[Records contained in a dataset]
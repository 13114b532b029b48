//! ECS systems for the wave-survival simulation.
//!
//! All systems run in a single chained schedule each tick, in this order:
//!
//! 1. `spatial_grid_update_system` - rebuilds the spatial grid
//! 2. `unit_movement_system` - timers, steering, integration, collision
//! 3. `separation_system` - liquid-like crowd separation
//! 4. `morale_system` - panic and recovery from local head counts
//! 5. `ai_targeting_system` - enemy rally target from power ratio
//! 6. `reward_update_system` - buff expiry and pickup collection
//! 7. `melee_combat_system` - contact attacks, kills, experience
//! 8. `wave_progress_system` - wave timers, completion, spawning
//! 9. `game_state_system` - phase transitions and the lose condition
//! 10. `prune_dead_system` - despawns units that died this tick

pub mod ai;
pub mod combat;
pub mod game_state;
pub mod morale;
pub mod movement;
pub mod rewards;
pub mod separation;
pub mod waves;

pub use ai::*;
pub use combat::*;
pub use game_state::*;
pub use morale::morale_system;
pub use movement::*;
pub use rewards::*;
pub use separation::*;
pub use waves::*;

use bevy_ecs::prelude::*;

/// Monotonic tick counter, incremented once per fixed update.
#[derive(Resource, Debug, Default, Clone, Copy)]
pub struct SimTick(pub u64);

impl SimTick {
    pub fn increment(&mut self) {
        self.0 = self.0.wrapping_add(1);
    }
}

/// Simulation wall clock in milliseconds, advanced by the fixed timestep.
/// Wave timers, buff durations and notifications all read this clock.
#[derive(Resource, Debug, Default, Clone, Copy)]
pub struct GameClock {
    pub now_ms: f64,
}

impl GameClock {
    pub fn advance(&mut self, dt_secs: f32) {
        self.now_ms += dt_secs as f64 * 1000.0;
    }
}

**PROBLEM TO WORK ON**
Only the lines above starting with the one with "pub mod morale;" and going through the one with "per fixed update." are to be copied, word for word and with both ends kept.

**EXERCISE SOLUTION**
pub mod morale;
pub mod movement;
pub mod rewards;
pub mod separation;
pub mod waves;

pub use ai::*;
pub use combat::*;
pub use game_state::*;
pub use morale::morale_system;
pub use movement::*;
pub use rewards::*;
pub use separation::*;
pub use waves::*;

use bevy_ecs::prelude::*;

/// Monotonic tick counter, incremented once per fixed update.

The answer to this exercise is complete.